EXERCISE DIRECTIONS:
Provide only the number of lines below in which the string "ValidationMissingArgument" occurs.

EXERCISE INPUTS:
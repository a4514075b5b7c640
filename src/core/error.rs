use serde::{Deserialize, Serialize};
use serde_json::Value;

#[derive(Debug, Clone, Copy, PartialEq, Eq, Hash)]
pub enum ErrorCode {
    ConfigMalformed,
    ConfigAlreadyExists,

    ValidationMissingArgument,
    ValidationInvalidArgument,

    RegistryNotFound,
    RegistryRequestFailed,

    TranspileUnavailable,

    WriteFailed,

    InternalIoError,
    InternalJsonError,
    InternalUnexpected,
}

impl ErrorCode {
    pub fn as_str(&self) -> &'static str {
        match self {
            ErrorCode::ConfigMalformed => "config.malformed",
            ErrorCode::ConfigAlreadyExists => "config.already_exists",

            ErrorCode::ValidationMissingArgument => "validation.missing_argument",
            ErrorCode::ValidationInvalidArgument => "validation.invalid_argument",

            ErrorCode::RegistryNotFound => "registry.not_found",
            ErrorCode::RegistryRequestFailed => "registry.request_failed",

            ErrorCode::TranspileUnavailable => "transpile.unavailable",

            ErrorCode::WriteFailed => "write.failed",

            ErrorCode::InternalIoError => "internal.io_error",
            ErrorCode::InternalJsonError => "internal.json_error",
            ErrorCode::InternalUnexpected => "internal.unexpected",
        }
    }
}

#[derive(Debug, Clone, Serialize, Deserialize)]
#[serde(rename_all = "camelCase")]
pub struct Hint {
    pub message: String,
}

#[derive(Debug, Serialize)]
#[serde(rename_all = "camelCase")]
pub struct ConfigMalformedDetails {
    pub path: String,
    pub error: String,
}

#[derive(Debug, Serialize)]
#[serde(rename_all = "camelCase")]
pub struct ConfigAlreadyExistsDetails {
    pub path: String,
}

#[derive(Debug, Clone)]
pub struct Error {
    pub code: ErrorCode,
    pub message: String,
    pub details: Value,
    pub hints: Vec<Hint>,
    pub retryable: Option<bool>,
}

pub type Result<T> = std::result::Result<T, Error>;

impl std::fmt::Display for Error {
    fn fmt(&self, f: &mut std::fmt::Formatter<'_>) -> std::fmt::Result {
        write!(f, "{}", self.message)
    }
}

impl std::error::Error for Error {}

#[derive(Debug, Serialize)]
#[serde(rename_all = "camelCase")]
pub struct MissingArgumentDetails {
    pub args: Vec<String>,
}

#[derive(Debug, Serialize)]
#[serde(rename_all = "camelCase")]
pub struct InvalidArgumentDetails {
    pub field: String,
    pub problem: String,
    #[serde(skip_serializing_if = "Option::is_none")]
    pub id: Option<String>,
}

#[derive(Debug, Serialize)]
#[serde(rename_all = "camelCase")]
pub struct RegistryNotFoundDetails {
    pub name: String,
    pub location: String,
    #[serde(skip_serializing_if = "Option::is_none")]
    pub status: Option<u16>,
}

#[derive(Debug, Serialize)]
#[serde(rename_all = "camelCase")]
pub struct WriteFailedDetails {
    pub path: String,
    pub error: String,
}

#[derive(Debug, Serialize)]
#[serde(rename_all = "camelCase")]
pub struct InternalIoErrorDetails {
    pub error: String,
    #[serde(skip_serializing_if = "Option::is_none")]
    pub context: Option<String>,
}

#[derive(Debug, Serialize)]
#[serde(rename_all = "camelCase")]
pub struct InternalJsonErrorDetails {
    pub error: String,
    #[serde(skip_serializing_if = "Option::is_none")]
    pub context: Option<String>,
}

fn to_details<T: Serialize>(details: T) -> Value {
    serde_json::to_value(details).unwrap_or_else(|_| Value::Object(serde_json::Map::new()))
}

impl Error {
    pub fn new(code: ErrorCode, message: impl Into<String>, details: Value) -> Self {
        Self {
            code,
            message: message.into(),
            details,
            hints: Vec::new(),
            retryable: None,
        }
    }

    pub fn validation_missing_argument(args: Vec<String>) -> Self {
        Self::new(
            ErrorCode::ValidationMissingArgument,
            "Missing required argument",
            to_details(MissingArgumentDetails { args }),
        )
    }

    pub fn validation_invalid_argument(
        field: impl Into<String>,
        problem: impl Into<String>,
        id: Option<String>,
    ) -> Self {
        Self::new(
            ErrorCode::ValidationInvalidArgument,
            "Invalid argument",
            to_details(InvalidArgumentDetails {
                field: field.into(),
                problem: problem.into(),
                id,
            }),
        )
    }

    pub fn config_malformed(path: impl Into<String>, error: impl Into<String>) -> Self {
        let path = path.into();
        Self::new(
            ErrorCode::ConfigMalformed,
            format!("Configuration file {} malformed", path),
            to_details(ConfigMalformedDetails {
                path,
                error: error.into(),
            }),
        )
        .with_hint("Either fix or remove the configuration file")
    }

    pub fn config_already_exists(path: impl Into<String>) -> Self {
        let path = path.into();
        Self::new(
            ErrorCode::ConfigAlreadyExists,
            format!("Configuration file {} already exists", path),
            to_details(ConfigAlreadyExistsDetails { path }),
        )
        .with_hint("Edit the existing file or remove it before running 'youtools init'")
    }

    pub fn registry_not_found(
        name: impl Into<String>,
        location: impl Into<String>,
        status: Option<u16>,
    ) -> Self {
        let name = name.into();
        Self::new(
            ErrorCode::RegistryNotFound,
            format!("Utility '{}' not found in registry", name),
            to_details(RegistryNotFoundDetails {
                name,
                location: location.into(),
                status,
            }),
        )
    }

    pub fn registry_request_failed(url: impl Into<String>, error: impl Into<String>) -> Self {
        let mut err = Self::new(
            ErrorCode::RegistryRequestFailed,
            "Registry request failed",
            serde_json::json!({ "url": url.into(), "error": error.into() }),
        );
        err.retryable = Some(true);
        err
    }

    pub fn transpile_unavailable(reason: impl Into<String>) -> Self {
        Self::new(
            ErrorCode::TranspileUnavailable,
            "Transpilation service unavailable",
            serde_json::json!({ "reason": reason.into() }),
        )
    }

    pub fn write_failed(path: impl Into<String>, error: impl Into<String>) -> Self {
        let path = path.into();
        let error = error.into();
        Self::new(
            ErrorCode::WriteFailed,
            format!("Failed to write {}: {}", path, error),
            to_details(WriteFailedDetails { path, error }),
        )
    }

    pub fn internal_io(error: impl Into<String>, context: Option<String>) -> Self {
        Self::new(
            ErrorCode::InternalIoError,
            "IO error",
            to_details(InternalIoErrorDetails {
                error: error.into(),
                context,
            }),
        )
    }

    pub fn internal_json(error: impl Into<String>, context: Option<String>) -> Self {
        Self::new(
            ErrorCode::InternalJsonError,
            "JSON error",
            to_details(InternalJsonErrorDetails {
                error: error.into(),
                context,
            }),
        )
    }

    pub fn internal_unexpected(error: impl Into<String>) -> Self {
        Self::new(
            ErrorCode::InternalUnexpected,
            "Unexpected error",
            serde_json::json!({ "error": error.into() }),
        )
    }

    pub fn with_hint(mut self, message: impl Into<String>) -> Self {
        self.hints.push(Hint {
            message: message.into(),
        });
        self
    }

    /// One-line form used in per-item results and warnings.
    pub fn summary(&self) -> String {
        let cause = self
            .details
            .get("error")
            .or_else(|| self.details.get("reason"))
            .and_then(Value::as_str);
        match cause {
            Some(cause) if !self.message.contains(cause) => {
                format!("{}: {}", self.message, cause)
            }
            _ => self.message.clone(),
        }
    }
}

#[cfg(test)]
mod tests {
    use super::*;

    #[test]
    fn config_malformed_names_path() {
        let err = Error::config_malformed("/tmp/project/youtools.json", "missing field `path`");
        assert_eq!(err.code.as_str(), "config.malformed");
        assert_eq!(err.details["path"], "/tmp/project/youtools.json");
        assert!(err.message.contains("/tmp/project/youtools.json"));
        assert_eq!(err.hints.len(), 1);
    }

    #[test]
    fn summary_includes_underlying_cause() {
        let err = Error::internal_io("permission denied", Some("write".to_string()));
        assert_eq!(err.summary(), "IO error: permission denied");

        let err = Error::write_failed("lib/utils/a.js", "disk full");
        assert_eq!(err.summary(), "Failed to write lib/utils/a.js: disk full");

        let err = Error::transpile_unavailable("TRANSPILE_URL is not set");
        assert_eq!(
            err.summary(),
            "Transpilation service unavailable: TRANSPILE_URL is not set"
        );
    }
}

RESPONSE TO THE EXERCISE:
3